What you will do: Exact copies of all the entries are needed.

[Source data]
//! Hashing System - SHA-256 for Manifests and Images
//!
//! A manifest is hashed over its canonical JSON with `manifestHash` blank, so
//! the stored hash can be checked before a run is resumed from it.

use serde::Serialize;
use serde_json::Value;
use sha2::{Digest, Sha256};

use crate::config::CollectionConfig;
use crate::metadata::RunManifest;

/// Lowercase hex SHA-256 of `data`
pub fn sha256_hex(data: &[u8]) -> String {
    format!("{:x}", Sha256::digest(data))
}

/// Serialize with object keys sorted at every depth and no whitespace
pub fn canonical_json<T: Serialize>(value: &T) -> Result<String, serde_json::Error> {
    serde_json::to_string(&canonicalize(serde_json::to_value(value)?))
}

fn canonicalize(value: Value) -> Value {
    match value {
        Value::Object(map) => {
            let mut entries: Vec<(String, Value)> = map.into_iter().collect();
            entries.sort_by(|a, b| a.0.cmp(&b.0));
            Value::Object(entries.into_iter().map(|(k, v)| (k, canonicalize(v))).collect())
        }
        Value::Array(items) => Value::Array(items.into_iter().map(canonicalize).collect()),
        other => other,
    }
}

/// Hash of a run manifest, ignoring whatever `manifest_hash` currently holds
pub fn compute_manifest_hash(manifest: &RunManifest) -> Result<String, serde_json::Error> {
    let mut value = serde_json::to_value(manifest)?;
    if let Some(stored) = value.get_mut("manifestHash") {
        *stored = Value::String(String::new());
    }
    Ok(sha256_hex(canonical_json(&value)?.as_bytes()))
}

/// True when the stored `manifest_hash` matches the manifest's content.
pub fn verify_manifest(manifest: &RunManifest) -> Result<bool, serde_json::Error> {
    Ok(compute_manifest_hash(manifest)? == manifest.manifest_hash)
}

/// config_hash = sha256(canonical_config + ":" + engine_version)
pub fn compute_config_hash(
    config: &CollectionConfig,
    engine_version: &str,
) -> Result<String, serde_json::Error> {
    let canonical = canonical_json(config)?;
    Ok(sha256_hex(format!("{}:{}", canonical, engine_version).as_bytes()))
}

#[cfg(test)]
mod tests {
    use super::*;
    use serde_json::json;

    #[test]
    fn test_canonical_json_sorted() {
        let obj = json!({"z": 1, "a": 2, "m": 3});
        let canonical = canonical_json(&obj).unwrap();
        assert_eq!(canonical, r#"{"a":2,"m":3,"z":1}"#);
    }

    #[test]
    fn test_sha256_known_vector() {
        assert_eq!(
            sha256_hex(b"abc"),
            "ba7816bf8f01cfea414140de5dae2223b00361a396177a9cb410ff61f20015ad"
        );
    }

    fn manifest() -> RunManifest {
        let mut manifest: RunManifest = serde_json::from_value(json!({
            "runId": "run-1",
            "collection": "eyeballs",
            "engineVersion": "1.0.0",
            "createdAt": "2026-01-01T00:00:00Z",
            "configHash": "abc",
            "rounds": 1,
            "editions": [
                {"edition": 1, "rarity": "super_rare", "dna": ["0", "5"], "imageHash": "ff"}
            ]
        }))
        .unwrap();
        manifest.manifest_hash = compute_manifest_hash(&manifest).unwrap();
        manifest
    }

    #[test]
    fn test_manifest_hash_ignores_stored_hash() {
        let mut manifest = manifest();
        let hash = manifest.manifest_hash.clone();
        manifest.manifest_hash = "something else".to_string();
        assert_eq!(compute_manifest_hash(&manifest).unwrap(), hash);
    }

    #[test]
    fn test_verify_manifest_detects_edits() {
        let mut manifest = manifest();
        assert!(verify_manifest(&manifest).unwrap());

        manifest.editions[0].rarity = "rare".to_string();
        assert!(!verify_manifest(&manifest).unwrap());
    }

    #[test]
    fn test_config_hash_tracks_engine_version() {
        let config = CollectionConfig::from_json(crate::config::tests::sample_json()).unwrap();
        let h1 = compute_config_hash(&config, "1.0.0").unwrap();
        let h2 = compute_config_hash(&config, "1.0.0").unwrap();
        let h3 = compute_config_hash(&config, "1.1.0").unwrap();
        assert_eq!(h1, h2);
        assert_ne!(h1, h3);
    }
}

Reply to the exercise:
//! Hashing System - SHA-256 for Manifests and Images
//!
//! A manifest is hashed over its canonical JSON with `manifestHash` blank, so
//! the stored hash can be checked before a run is resumed from it.

use serde::Serialize;
use serde_json::Value;
use sha2::{Digest, Sha256};

use crate::config::CollectionConfig;
use crate::metadata::RunManifest;

/// Lowercase hex SHA-256 of `data`
pub fn sha256_hex(data: &[u8]) -> String {
    format!("{:x}", Sha256::digest(data))
}

/// Serialize with object keys sorted at every depth and no whitespace
pub fn canonical_json<T: Serialize>(value: &T) -> Result<String, serde_json::Error> {
    serde_json::to_string(&canonicalize(serde_json::to_value(value)?))
}

fn canonicalize(value: Value) -> Value {
    match value {
        Value::Object(map) => {
            let mut entries: Vec<(String, Value)> = map.into_iter().collect();
            entries.sort_by(|a, b| a.0.cmp(&b.0));
            Value::Object(entries.into_iter().map(|(k, v)| (k, canonicalize(v))).collect())
        }
        Value::Array(items) => Value::Array(items.into_iter().map(canonicalize).collect()),
        other => other,
    }
}

/// Hash of a run manifest, ignoring whatever `manifest_hash` currently holds
pub fn compute_manifest_hash(manifest: &RunManifest) -> Result<String, serde_json::Error> {
    let mut value = serde_json::to_value(manifest)?;
    if let Some(stored) = value.get_mut("manifestHash") {
        *stored = Value::String(String::new());
    }
    Ok(sha256_hex(canonical_json(&value)?.as_bytes()))
}

/// True when the stored `manifest_hash` matches the manifest's content.
pub fn verify_manifest(manifest: &RunManifest) -> Result<bool, serde_json::Error> {
    Ok(compute_manifest_hash(manifest)? == manifest.manifest_hash)
}

/// config_hash = sha256(canonical_config + ":" + engine_version)
pub fn compute_config_hash(
    config: &CollectionConfig,
    engine_version: &str,
) -> Result<String, serde_json::Error> {
    let canonical = canonical_json(config)?;
    Ok(sha256_hex(format!("{}:{}", canonical, engine_version).as_bytes()))
}

#[cfg(test)]
mod tests {
    use super::*;
    use serde_json::json;

    #[test]
    fn test_canonical_json_sorted() {
        let obj = json!({"z": 1, "a": 2, "m": 3});
        let canonical = canonical_json(&obj).unwrap();
        assert_eq!(canonical, r#"{"a":2,"m":3,"z":1}"#);
    }

    #[test]
    fn test_sha256_known_vector() {
        assert_eq!(
            sha256_hex(b"abc"),
            "ba7816bf8f01cfea414140de5dae2223b00361a396177a9cb410ff61f20015ad"
        );
    }

    fn manifest() -> RunManifest {
        let mut manifest: RunManifest = serde_json::from_value(json!({
            "runId": "run-1",
            "collection": "eyeballs",
            "engineVersion": "1.0.0",
            "createdAt": "2026-01-01T00:00:00Z",
            "configHash": "abc",
            "rounds": 1,
            "editions": [
                {"edition": 1, "rarity": "super_rare", "dna": ["0", "5"], "imageHash": "ff"}
            ]
        }))
        .unwrap();
        manifest.manifest_hash = compute_manifest_hash(&manifest).unwrap();
        manifest
    }

    #[test]
    fn test_manifest_hash_ignores_stored_hash() {
        let mut manifest = manifest();
        let hash = manifest.manifest_hash.clone();
        manifest.manifest_hash = "something else".to_string();
        assert_eq!(compute_manifest_hash(&manifest).unwrap(), hash);
    }

    #[test]
    fn test_verify_manifest_detects_edits() {
        let mut manifest = manifest();
        assert!(verify_manifest(&manifest).unwrap());

        manifest.editions[0].rarity = "rare".to_string();
        assert!(!verify_manifest(&manifest).unwrap());
    }

    #[test]
    fn test_config_hash_tracks_engine_version() {
        let config = CollectionConfig::from_json(crate::config::tests::sample_json()).unwrap();
        let h1 = compute_config_hash(&config, "1.0.0").unwrap();
        let h2 = compute_config_hash(&config, "1.0.0").unwrap();
        let h3 = compute_config_hash(&config, "1.1.0").unwrap();
        assert_eq!(h1, h2);
        assert_ne!(h1, h3);
    }
}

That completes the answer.